Boris Gudunov is regarded not only as Mussorgsky's masterpiece, but as among the
best works by the group of Russian composers to which he belonged --
Rimsky-Korsakov, Borodin, Balakirev, Cui. Their Russia was a backwater -- no
music conservatory in the entire country, no opportunity for higher musical
education. Nevertheless, these amateurs proved that anybody with a fine ear and
musical
flair can write music of the highest order without benefit of traditional
training in counterpoint, orchestration and harmony. They succeeded by
approaching all these things empirically (a familiar process to Specs).
Governmental meddling and censorship forced Mussorgsky to rewrite his original
score to include a big female lead (I found it as disharmonious as a pig at a
ball) and to censor himself (the original Pushkin play had been condemned by
Tsar Nicolas I as anti-monarchical and anti-clerical.

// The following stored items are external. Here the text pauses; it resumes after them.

//! Ticket issuance workflow.
//!
//! Turns a confirmed reference into a ticket. Both variants share one tail:
//!
//! 1. Assign (or recover) the reference's ticket identifier
//! 2. Load the attendee's profile
//! 3. Write the ticket into every location, first write wins
//! 4. Inventory, referral, analytics and email side calls (best-effort)
//! 5. Set the completion marker on the reference
//!
//! Every step is safe to repeat, so a client that retries after a timeout
//! gets the same ticket identifier and no duplicate rows.

use std::time::Duration;

use chrono::Utc;
use serde::Serialize;

use sptx_core::{
    IdError, PaymentMethod, Reference, ReferenceKind, ReferencePatch, ReferenceRecord,
    ReferenceStatus, ReferralUsage, TicketId, TicketLocation, TicketRecord,
};
use sptx_store::{Store, StoreError};

use crate::best_effort::{best_effort, Outcome};
use crate::error::ApiError;
use crate::mail::TicketMailParams;
use crate::retry::{poll, Attempt, PollOutcome, RetryPolicy};
use crate::state::AppState;

/// Error type for the issuance workflow.
#[derive(Debug, thiserror::Error)]
pub enum IssuanceError {
    /// Missing or malformed reference.
    #[error(transparent)]
    InvalidReference(#[from] IdError),

    /// The reference is in a state that cannot be issued from.
    #[error("{0}")]
    InvalidState(String),

    /// Reference or user not found.
    #[error("{0}")]
    NotFound(String),

    /// The gateway reported the payment failed.
    #[error("payment failed for reference {0}")]
    PaymentRejected(Reference),

    /// The payment stayed pending through every status read.
    #[error("payment still pending for reference {reference} after {attempts} attempts")]
    PaymentPending {
        /// The pending reference.
        reference: Reference,
        /// Status reads made.
        attempts: u32,
    },

    /// Ticket identifier assignment failed.
    #[error("ticket identifier assignment failed: {0}")]
    TransactionFailed(String),

    /// Storage error.
    #[error(transparent)]
    Store(#[from] StoreError),
}

impl From<IssuanceError> for ApiError {
    fn from(err: IssuanceError) -> Self {
        match err {
            IssuanceError::InvalidReference(e) => e.into(),
            IssuanceError::InvalidState(msg) => Self::BadRequest(msg),
            IssuanceError::NotFound(msg) => Self::NotFound(msg),
            IssuanceError::PaymentRejected(reference) => Self::PaymentRejected {
                reference: reference.to_string(),
            },
            IssuanceError::PaymentPending {
                reference,
                attempts,
            } => Self::PaymentPending {
                reference: reference.to_string(),
                attempts,
            },
            IssuanceError::TransactionFailed(msg) => Self::TransactionFailed(msg),
            IssuanceError::Store(e) => e.into(),
        }
    }
}

/// What each side call did.
#[derive(Debug, Clone, Copy, PartialEq, Eq, Serialize)]
pub struct SideEffects {
    /// Inventory decrement.
    pub inventory: Outcome,
    /// Referral bookkeeping.
    pub referral: Outcome,
    /// Analytics record.
    pub analytics: Outcome,
    /// Confirmation email.
    pub email: Outcome,
}

/// Result of a successful issuance.
#[derive(Debug, Clone)]
pub struct IssuedTicket {
    /// The ticket as stored.
    pub ticket: TicketRecord,
    /// `false` when a previous call already assigned the identifier.
    pub newly_issued: bool,
    /// Side call outcomes.
    pub side_effects: SideEffects,
}

/// Issue the ticket for a paid reference.
///
/// Waits for the gateway webhook by re-reading the reference status under
/// the configured poll policy.
///
/// # Errors
///
/// Returns `InvalidReference` for a missing or non-`SPTX-REF-` reference,
/// `NotFound` for an unknown reference or user, `PaymentRejected` or
/// `PaymentPending` when the payment isn't confirmed, `InvalidState` for any
/// other status and `TransactionFailed` if the identifier can't be assigned.
pub async fn issue_paid(
    state: &AppState,
    raw_reference: &str,
) -> Result<IssuedTicket, IssuanceError> {
    let reference = Reference::parse_kind(raw_reference, ReferenceKind::Paid)?;
    let policy = RetryPolicy::fixed(
        state.config.payment_poll_attempts,
        Duration::from_millis(state.config.payment_poll_delay_ms),
    );

    let record = confirm_payment(state.store.as_ref(), &reference, policy).await?;
    tracing::info!(reference = %reference, "Payment confirmed");

    complete(state, record, PaymentMethod::Paystack).await
}

/// Issue the ticket for a free reservation.
///
/// # Errors
///
/// Returns `InvalidReference` for a missing or non-`SPTX-FREE-` reference,
/// `NotFound` for an unknown reference or user, `InvalidState` unless the
/// reference is a settled free-ticket reservation and `TransactionFailed` if
/// the identifier can't be assigned.
pub async fn issue_free(
    state: &AppState,
    raw_reference: &str,
) -> Result<IssuedTicket, IssuanceError> {
    let reference = Reference::parse_kind(raw_reference, ReferenceKind::Free)?;

    let record = state
        .store
        .get_reference(&reference)?
        .ok_or_else(|| reference_not_found(&reference))?;

    if record.status != ReferenceStatus::Settled || !record.is_free_ticket() {
        return Err(IssuanceError::InvalidState(format!(
            "Reference {reference} is not a settled free-ticket reservation (status: {})",
            record.status
        )));
    }

    complete(state, record, PaymentMethod::Free).await
}

/// Re-read the reference until the payment leaves `pending`.
async fn confirm_payment(
    store: &dyn Store,
    reference: &Reference,
    policy: RetryPolicy,
) -> Result<ReferenceRecord, IssuanceError> {
    let outcome = poll(policy, |attempt| read_status(store, reference, attempt)).await?;

    match outcome {
        PollOutcome::Ready(record) => Ok(record),
        PollOutcome::Exhausted { attempts } => {
            tracing::warn!(reference = %reference, attempts = %attempts, "Payment still pending");
            Err(IssuanceError::PaymentPending {
                reference: reference.clone(),
                attempts,
            })
        }
    }
}

async fn read_status(
    store: &dyn Store,
    reference: &Reference,
    attempt: u32,
) -> Result<Attempt<ReferenceRecord>, IssuanceError> {
    let record = store
        .get_reference(reference)?
        .ok_or_else(|| reference_not_found(reference))?;

    tracing::debug!(
        reference = %reference,
        attempt = %attempt,
        status = %record.status,
        "Read payment status"
    );

    match record.status {
        ReferenceStatus::Successful => Ok(Attempt::Done(record)),
        ReferenceStatus::Pending => Ok(Attempt::Retry),
        ReferenceStatus::Failed => Err(IssuanceError::PaymentRejected(reference.clone())),
        ReferenceStatus::Settled => Err(IssuanceError::InvalidState(format!(
            "Reference {reference} has status {}; expected successful",
            record.status
        ))),
    }
}

/// The shared tail: identifier, ticket rows, side calls, completion marker.
async fn complete(
    state: &AppState,
    record: ReferenceRecord,
    payment_method: PaymentMethod,
) -> Result<IssuedTicket, IssuanceError> {
    let store = state.store.as_ref();
    let reference = record.reference.clone();

    let assignment = store
        .assign_ticket_id(&reference, &mut TicketId::generate)
        .map_err(|e| IssuanceError::TransactionFailed(e.to_string()))?;
    tracing::info!(
        reference = %reference,
        ticket_id = %assignment.ticket_id,
        newly_assigned = %assignment.newly_assigned,
        "Ticket identifier resolved"
    );

    let user_id = &record.ticket.user_id;
    let user = store
        .get_user(user_id)?
        .ok_or_else(|| IssuanceError::NotFound(format!("User not found: {user_id}")))?;

    let ticket = TicketRecord::issue(
        assignment.ticket_id,
        &record,
        &user,
        payment_method,
        Utc::now(),
    );
    let ticket = write_ticket(store, ticket)?;

    let inventory = match &state.platform {
        Some(platform) => best_effort("inventory", platform.record_sale(&ticket)).await,
        None => Outcome::Skipped,
    };

    let referral = record_referral(store, &ticket).await;

    if !record.ticket_generated {
        store.update_reference(&reference, &ReferencePatch::ticket_generated(Utc::now()))?;
    }

    let analytics = match &state.platform {
        Some(platform) => best_effort("analytics", platform.record_analytics(&ticket)).await,
        None => Outcome::Skipped,
    };

    let email = send_confirmation(state, &ticket).await;

    let side_effects = SideEffects {
        inventory,
        referral,
        analytics,
        email,
    };
    tracing::info!(
        reference = %reference,
        ticket_id = %ticket.ticket_id,
        side_effects = ?side_effects,
        "Ticket issued"
    );

    Ok(IssuedTicket {
        ticket,
        newly_issued: assignment.newly_assigned,
        side_effects,
    })
}

/// Write the ticket into every location and return the stored copy.
///
/// On replay the rows written by the first call are kept, so the stored copy
/// (with its original creation time) is what the caller sees.
fn write_ticket(store: &dyn Store, ticket: TicketRecord) -> Result<TicketRecord, IssuanceError> {
    for location in TicketLocation::ALL {
        let written = store.insert_ticket(location, &ticket)?;
        tracing::debug!(
            ticket_id = %ticket.ticket_id,
            location = %location.collection(),
            written = %written,
            "Ticket row"
        );
    }

    let stored =
        store.get_ticket(TicketLocation::UserHistory, &ticket.user_id, &ticket.ticket_id)?;
    Ok(stored.unwrap_or(ticket))
}

async fn record_referral(store: &dyn Store, ticket: &TicketRecord) -> Outcome {
    let Some(code) = ticket.referral_code.as_deref() else {
        return Outcome::Skipped;
    };

    match store.get_referral(code) {
        Ok(Some(_)) => {}
        Ok(None) => {
            tracing::debug!(code = %code, "Referral code not found, skipping");
            return Outcome::Skipped;
        }
        Err(e) => {
            tracing::warn!(task = "referral", error = %e, "Side call failed, continuing");
            return Outcome::Failed;
        }
    }

    let usage = ReferralUsage {
        ticket_id: ticket.ticket_id.clone(),
        user_id: ticket.user_id.clone(),
        reference: ticket.reference.clone(),
        used_at: Utc::now(),
    };
    best_effort("referral", async { store.record_referral_usage(code, usage) }).await
}

async fn send_confirmation(state: &AppState, ticket: &TicketRecord) -> Outcome {
    let (Some(mailer), Some(template_id)) = (&state.mailer, state.config.ticket_template_id) else {
        return Outcome::Skipped;
    };
    if ticket.attendee_email.is_empty() {
        tracing::debug!(ticket_id = %ticket.ticket_id, "No attendee email, skipping confirmation");
        return Outcome::Skipped;
    }

    best_effort("confirmation email", async {
        let mail = TicketMailParams::from_ticket(ticket)
            .into_mail(&ticket.attendee_email, template_id)?;
        mailer.send(&mail).await
    })
    .await
}

fn reference_not_found(reference: &Reference) -> IssuanceError {
    IssuanceError::NotFound(format!("Reference not found: {reference}"))
}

And it is -- one of the
best scenes is a drunken monk inveighing against sin and corruption, illustratedby the citizenry's propensity to be stingy with the contributions: "No money
for God." Tsar Boris Gudunov himself was a murdering, lying wretch.
Austria went on to produce Arnold Schoenberg, while the Soviet Union had the
Stalinesque grotesqueries of the Shostakovich 5th symphony. But thank goodness
that courtesy of the optimistic Mr. Strauss we still dance to the Blue Danube.